T-shirt Fendi, gants de la styliste, bijoux de Katie Holmes.

Vingt ans plus tard, elle continue à penser à cette période de sa vie avec enthousiasme. La série a célébré son vingtième anniversaire l’année dernière et le casting (Katie Holmes, son ex Joshua Jackson, James Van Der Beek, Michelle Williams et Busy Philipps) s’est réuni pour un shooting inédit. « C’était vraiment sympa », se souvient-elle. « On est allé dîner. C’est incroyable pour nous de voir que les gens continuent de regarder la série et l’aiment toujours autant. On a été dépassé par son succès, et on est très heureux d’avoir eu la chance d’y contribuer et d’en bénéficier. Ça nous a ouvert tellement de portes. »

Je demande des nouvelles de Suri. À sa naissance, Katie Holmes n’avait que 27 ans. « J’étais heureuse de devenir maman dans la vingtaine » est tout ce qu’elle acceptera de dévoiler. « C’est chouette que nos âges s’accordent… Comment dire ? Chaque âge de Suri a toujours été adapté au mien. D’une certaine manière, nous avons grandi ensemble. » C’est frustrant, parce que Katie Holmes est incroyablement aimable. Il y a de la chaleur dans sa manière de s’exprimer. On a juste envie d’en savoir beaucoup plus, parce qu’on sent qu’il y a tellement plus que ce qu’elle veut bien donner. Après tout, elle a maintenant 40 ans.

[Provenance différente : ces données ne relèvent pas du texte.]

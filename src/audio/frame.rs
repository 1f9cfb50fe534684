use serde::{Deserialize, Serialize};

/// Sample rate of the transport stream, in Hz.
///
/// The remote agent both consumes and produces 24 kHz mono PCM16; the whole
/// local graph runs at the same rate so no resampling happens mid-pipeline.
pub const TRANSPORT_SAMPLE_RATE: u32 = 24_000;

/// Size of one outbound transport frame, in bytes (PCM16 mono).
pub const TRANSPORT_FRAME_BYTES: usize = 4_800;

/// Size of one outbound transport frame, in samples.
pub const TRANSPORT_FRAME_SAMPLES: usize = TRANSPORT_FRAME_BYTES / 2;

/// Which leg of the interview an audio frame belongs to.
#[derive(Debug, Clone, Copy, PartialEq, Eq, Hash, Serialize, Deserialize)]
pub enum StreamSource {
    /// Candidate microphone input.
    Microphone,
    /// Agent speech rendered by the playback queue.
    Agent,
    /// Microphone and agent audio combined for the archival recording.
    Mixed,
}

/// Audio sample data (16-bit PCM, mono).
#[derive(Debug, Clone)]
pub struct AudioFrame {
    /// Raw audio samples (i16 PCM).
    pub samples: Vec<i16>,
    /// Sample rate in Hz.
    pub sample_rate: u32,
    /// Number of channels.
    pub channels: u16,
    /// Timestamp in milliseconds since the interview graph started.
    pub timestamp_ms: u64,
    /// Which leg produced this frame.
    pub source: StreamSource,
}

impl AudioFrame {
    /// Frame at the transport format (24 kHz mono).
    pub fn transport(samples: Vec<i16>, timestamp_ms: u64, source: StreamSource) -> Self {
        Self {
            samples,
            sample_rate: TRANSPORT_SAMPLE_RATE,
            channels: 1,
            timestamp_ms,
            source,
        }
    }

    /// Duration of this frame in milliseconds.
    pub fn duration_ms(&self) -> u64 {
        if self.sample_rate == 0 || self.channels == 0 {
            return 0;
        }
        (self.samples.len() as u64 * 1000) / (self.sample_rate as u64 * self.channels as u64)
    }
}

/// Serialize samples to little-endian PCM16 bytes.
pub fn samples_to_bytes(samples: &[i16]) -> Vec<u8> {
    samples.iter().flat_map(|s| s.to_le_bytes()).collect()
}

/// Parse little-endian PCM16 bytes into samples.
///
/// An odd trailing byte cannot form a sample and is ignored; inbound deltas
/// are agent-sized and occasionally land on odd boundaries mid-stream.
pub fn bytes_to_samples(bytes: &[u8]) -> Vec<i16> {
    bytes
        .chunks_exact(2)
        .map(|pair| i16::from_le_bytes([pair[0], pair[1]]))
        .collect()
}
use thiserror::Error;

use crate::api::BackendError;

/// Failure classes for one interview attempt.
///
/// None of these are fatal to the host process; each degrades to a visible
/// state or message. The variants differ in what survives the failure:
/// a config-send failure keeps the media graph alive for a retry, a setup
/// failure leaves nothing to tear down, and a recording failure lets the
/// interview itself continue.
#[derive(Debug, Error)]
pub enum SessionError {
    /// Media devices could not be acquired or wired up.
    #[error("media setup failed: {0}")]
    Setup(String),

    /// The initial configuration message never reached the agent. Media
    /// permissions are preserved; the attempt may be retried.
    #[error("failed to send session configuration: {0}")]
    ConfigSend(String),

    /// The realtime connection failed mid-session. Raised by the encoder
    /// loop when an audio send fails on a connection nobody closed.
    #[error("transport failure: {0}")]
    Transport(String),

    /// The local recorder could not start. The interview proceeds without
    /// archival capability.
    #[error("recording setup failed: {0}")]
    RecordingSetup(String),

    /// Submitting the finished recording failed. Terminal, not retried;
    /// the display text is what the end screen shows.
    #[error("{}", upload_message(.0))]
    Upload(#[source] BackendError),

    /// The controller was asked to do something its lifecycle does not allow.
    #[error("invalid session state: {0}")]
    InvalidState(String),
}

impl SessionError {
    /// Whether already-granted media devices stay usable after this error.
    pub fn keeps_media(&self) -> bool {
        matches!(
            self,
            SessionError::ConfigSend(_) | SessionError::RecordingSetup(_) | SessionError::Upload(_)
        )
    }
}

fn upload_message(error: &BackendError) -> String {
    match error {
        BackendError::Network(_) => "Network error during upload.".to_string(),
        other => format!("Failed to upload interview data: {}", other),
    }
}
//! Typed events for the realtime agent protocol
//!
//! Field names and event type tags follow the realtime speech API wire
//! format, so these types serialize directly to the JSON a live endpoint
//! expects.

use serde::{Deserialize, Serialize};

use crate::session::InterviewConfig;

/// Voice activity detection settings sent with the session config.
#[derive(Debug, Clone, Serialize, Deserialize)]
pub struct TurnDetection {
    #[serde(rename = "type")]
    pub kind: String,
}

impl Default for TurnDetection {
    fn default() -> Self {
        Self {
            kind: "server_vad".to_string(),
        }
    }
}

/// Input transcription settings sent with the session config.
#[derive(Debug, Clone, Serialize, Deserialize)]
pub struct InputTranscription {
    pub model: String,
}

impl Default for InputTranscription {
    fn default() -> Self {
        Self {
            model: "whisper-1".to_string(),
        }
    }
}

/// The `session` payload of a `session.update` event.
#[derive(Debug, Clone, Serialize, Deserialize)]
pub struct SessionConfigPayload {
    pub turn_detection: TurnDetection,
    pub input_audio_transcription: InputTranscription,
    pub instructions: String,
    pub voice: String,
    #[serde(skip_serializing_if = "Option::is_none")]
    pub temperature: Option<f64>,
}

impl SessionConfigPayload {
    /// Build the opening config from an interview's settings.
    pub fn for_interview(config: &InterviewConfig) -> Self {
        Self {
            turn_detection: TurnDetection::default(),
            input_audio_transcription: InputTranscription::default(),
            instructions: config.system_prompt.clone(),
            voice: config.voice.clone(),
            temperature: config.temperature,
        }
    }
}

/// Events this engine sends to the agent.
#[derive(Debug, Clone, Serialize, Deserialize)]
#[serde(tag = "type")]
pub enum ClientEvent {
    /// Opening configuration; must be the first event on a connection.
    #[serde(rename = "session.update")]
    SessionUpdate { session: SessionConfigPayload },
    /// One base64-encoded PCM16 frame of candidate audio.
    #[serde(rename = "input_audio_buffer.append")]
    AppendAudio { audio: String },
}

/// Events the agent sends to this engine.
#[derive(Debug, Clone, Serialize, Deserialize)]
#[serde(tag = "type")]
pub enum ServerEvent {
    /// The agent accepted the session config; the interview is live.
    #[serde(rename = "session.created")]
    SessionCreated,
    /// Incremental agent speech transcript text.
    #[serde(rename = "response.audio_transcript.delta")]
    AudioTranscriptDelta { delta: String },
    /// Base64-encoded PCM16 agent speech audio.
    #[serde(rename = "response.audio.delta")]
    AudioDelta { delta: String },
    /// The candidate started speaking; pending agent audio must be cut.
    #[serde(rename = "input_audio_buffer.speech_started")]
    SpeechStarted,
    /// Final transcription of one candidate utterance.
    #[serde(rename = "conversation.item.input_audio_transcription.completed")]
    InputTranscriptionCompleted { transcript: String },
    /// The agent finished one response turn.
    #[serde(rename = "response.done")]
    ResponseDone,
    /// Any event type this engine does not handle. Logged and skipped.
    #[serde(skip)]
    Unknown { kind: String },
}

impl ServerEvent {
    /// Parse a raw JSON event. Unrecognized event types come back as
    /// `Unknown` rather than an error so one odd message never kills the
    /// stream.
    pub fn from_json(raw: &str) -> serde_json::Result<Self> {
        let value: serde_json::Value = serde_json::from_str(raw)?;
        match serde_json::from_value::<Self>(value.clone()) {
            Ok(event) => Ok(event),
            Err(_) => {
                let kind = value
                    .get("type")
                    .and_then(|t| t.as_str())
                    .unwrap_or("<missing type>")
                    .to_string();
                Ok(ServerEvent::Unknown { kind })
            }
        }
    }
}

Est-ce que cet anniversaire a changé sa façon de voir les choses ? « Pas vraiment, non. » Elle rit. « J’ai réalisé mon premier film, “All We Had”, il y a quelques années et je travaille sur le deuxième. J’attends donc la suite avec impatience. Cela dit, c’est intéressant d’avoir 40 ans, parce que quand on est jeune, on pense qu’on n’atteindra jamais cet âge ! Puis, le jour arrive et on se dit qu’en fait, ce n’est pas si terrible. Je continue à faire tout ce que j’ai toujours fait. Je suis heureuse de la tournure qu’a prise ma carrière et impatiente que les projets à venir se concrétisent. »

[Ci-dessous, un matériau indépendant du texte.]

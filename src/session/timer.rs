//! Interview countdown
//!
//! One countdown per interview attempt. The pure [`InterviewTimer`] holds
//! the tick arithmetic (and the exactly-one-expiry guarantee); the spawned
//! countdown task wires it to wall-clock ticks, publishes remaining seconds,
//! and forces the session shut when time runs out.

use std::time::Duration;
use tokio::sync::watch;
use tokio::task::JoinHandle;
use tracing::info;

use super::lifecycle::{EndReason, EndReasonCell};
use super::transcript::{Speaker, TranscriptLog};
use crate::realtime::ClientSlot;

pub const DEFAULT_INTERVIEW_SECS: u64 = 15 * 60;

/// Outcome of one countdown tick.
#[derive(Debug, Clone, Copy, PartialEq, Eq)]
pub enum TimerTick {
    Running { remaining_secs: u64 },
    /// The tick that crossed zero. Produced at most once per timer.
    Expired,
    /// Any tick after expiry.
    Spent,
}

/// Tick arithmetic for the countdown.
#[derive(Debug)]
pub struct InterviewTimer {
    remaining_secs: u64,
    expired: bool,
}

impl InterviewTimer {
    pub fn new(duration_secs: u64) -> Self {
        Self {
            remaining_secs: duration_secs,
            expired: false,
        }
    }

    pub fn remaining_secs(&self) -> u64 {
        self.remaining_secs
    }

    pub fn tick(&mut self) -> TimerTick {
        if self.expired {
            return TimerTick::Spent;
        }
        self.remaining_secs = self.remaining_secs.saturating_sub(1);
        if self.remaining_secs == 0 {
            self.expired = true;
            TimerTick::Expired
        } else {
            TimerTick::Running {
                remaining_secs: self.remaining_secs,
            }
        }
    }
}

/// Remaining time as the countdown reads on screen, e.g. "15:00", "0:07".
pub fn format_clock(secs: u64) -> String {
    format!("{}:{:02}", secs / 60, secs % 60)
}

/// Running countdown task handle.
pub struct TimerHandle {
    stop_tx: watch::Sender<bool>,
    task: JoinHandle<()>,
}

impl TimerHandle {
    /// Stop the countdown without expiring it.
    pub async fn stop(self) {
        let _ = self.stop_tx.send(true);
        let _ = self.task.await;
    }
}

/// Start the countdown. On expiry it logs the time-limit message, records
/// the end reason, and closes the live connection, which unwinds the rest
/// of the session.
pub fn spawn_countdown(
    duration_secs: u64,
    remaining_tx: watch::Sender<u64>,
    transcript: TranscriptLog,
    reason: EndReasonCell,
    slot: ClientSlot,
) -> TimerHandle {
    let (stop_tx, mut stop_rx) = watch::channel(false);
    let _ = remaining_tx.send(duration_secs);

    let task = tokio::spawn(async move {
        let mut timer = InterviewTimer::new(duration_secs);
        let mut interval = tokio::time::interval(Duration::from_secs(1));
        // The first tick completes immediately; the countdown starts one
        // second later.
        interval.tick().await;

        loop {
            tokio::select! {
                changed = stop_rx.changed() => {
                    if changed.is_err() || *stop_rx.borrow() {
                        break;
                    }
                }
                _ = interval.tick() => match timer.tick() {
                    TimerTick::Running { remaining_secs } => {
                        let _ = remaining_tx.send(remaining_secs);
                    }
                    TimerTick::Expired => {
                        let _ = remaining_tx.send(0);
                        info!("Interview time limit reached, ending session");
                        transcript
                            .append(Speaker::System, "<< Time Limit Reached >>")
                            .await;
                        reason.set(EndReason::TimeLimit);
                        if let Some(client) = slot.get() {
                            client.close().await;
                        }
                        break;
                    }
                    TimerTick::Spent => break,
                },
            }
        }
    });

    TimerHandle { stop_tx, task }
}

Au cours des vingt dernières années, elle a travaillé dur et sans faire de vagues. Mais son éthique professionnelle a été sans cesse éclipsée par sa vie amoureuse et sa garde-robe. Prochainement, elle sera doublement à l’affiche. D’abord dans « The Boy 2 », ensuite dans une adaptation du best-seller « Le secret de Rhonda Byrnes », figure phare dans le domaine du développement personnel. « Le film est assez magique. Je pense qu’il va permettre aux gens de se sentir bien. Et nous avons tous besoin de quelque chose pour nous sentir bien. »

Avec « The Boy 2 », on est aux antipodes : un film d’horreur qui met en scène une mère (jouée par Katie Holmes) terrifiée à l’idée que son fils tombe sous l’emprise de sa poupée. « C’est une métaphore pour les mères », précise l’actrice en toute sincérité. « Nous voulons protéger nos enfants des mauvaises influences, pas vrai ? » Craint- elle les mauvaises influences sur Suri, maintenant qu’elle a 13 ans ? « Comme tous les parents, non ? Oui, bien sûr, je suis inquiète. Nous sommes inondés de haine, de mauvaises nouvelles et de choses absurdes… Un peu partout, l’atmosphère est… effrayante. »

Katie Holmes

T-shirt Fendi, gants de la styliste, bijoux de Katie Holmes.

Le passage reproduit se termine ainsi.